Denis hausse les épaules, malin.
"Le vent."
"Quoi le vent ?"
"La tempête du sud, parfois elle apporte du sable du désert, depuis le Sahara, par-dessus la Méditerranée".
Nous sommes repartis vers le lycée, deux fois ivres de bonheur.

Le sable ? C'est du roc. Du roc de montagne ou de plaine, fouetté, martyrisé, brisé, réduit entre 0,063 et 2 mm, emporté par le gel, la pluie et le vent. Des grains qui se heurtent, s'usent, et vont encore plus loin. Il s'agit de silice. Un constituant très dur. En combine avec de l'oxygène cela fait du quartz. Et si cela peut devenir minuscule, cela compose tout de même plus de la moitié de l'écorce terrestre.

Le plus drôle, avec le sable, c'est qu'il fait le contraire de ce que vous voulez. Vous le retenez ? Il se glisse entre les doigts. Vous voulez le sécher ? Il prend l'humidité. On entreprend de le tasser ? Et voilà qu'il ruisselle comme de l'eau.

Le secret, c'est l'air entre les grains. Selon les pressions, ils forment de petits ponts, des voûtes de minuscules cathédrales. Ils s'arcqueboutent. Et le sable, alors, se croit pierre. Une seconde après, lorsque l'on appuie plus, le voilà qui s'écoule à nouveau.

Le pire c'est que lorsque le roc est devenu sable de rivière, a gagné l'océan, la plage, et que des millions d'années ont filé, doucement alors ils se transforme à nouveau. Il se colle, se cimente, s'agglutine et redevient roche : grès rose, granite noir : on a l'embarras du choix. A moins de décider d'en faire des immeubles, du verre ou des puces d'ordinateurs.

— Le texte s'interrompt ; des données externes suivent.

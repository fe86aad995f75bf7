use crate::equations::models::{EquationRow, EquationSource, EvaluationResult};

pub const REVIEW_SYSTEM: &str = "You evaluate fuse configuration equations. \
    Substitute the given attribute values, resolve lookup tables and conditionals, \
    and read Verilog-style literals such as 1'h0 as numbers. \
    Reply with only the final value in hexadecimal, for example 0x0 or 0xFF.";

/// The user message for one row: the equation, its inputs, and what the
/// automatic evaluation made of it.
pub fn review_prompt(row: &EquationRow, result: &EvaluationResult) -> String {
    let source = match &row.source {
        EquationSource::DirectAssignment => "direct assignment".to_string(),
        EquationSource::TableLookup { selector } => format!("lookup table keyed by {selector}"),
    };
    let attributes = if result.attribute_values.is_empty() {
        "none".to_string()
    } else {
        result.attribute_values.join(", ")
    };
    format!(
        "Fuse: {}\nAssignment: {source}\nAttribute values: {attributes}\nEquation: {}\n\
         Automatic evaluation: {} ({})\n\n\
         Evaluate the equation and reply with the hexadecimal result only.",
        row.target_name, row.raw_equation, result.calculated_value, result.explanation
    )
}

Moi, c'est en vastes dunes oranges du Kalahari, celles qui "chantent", que je l'aime. Une rumeur, un effet de vibration, lorsque les grains dégringolent la pente. Ou alors lorsqu'il tombe du ciel, après avoir traversé les océans. Pour nous dire que tout voyage toujours, loin.

1 commentaire:

Anonyme a dit…

Magnifique !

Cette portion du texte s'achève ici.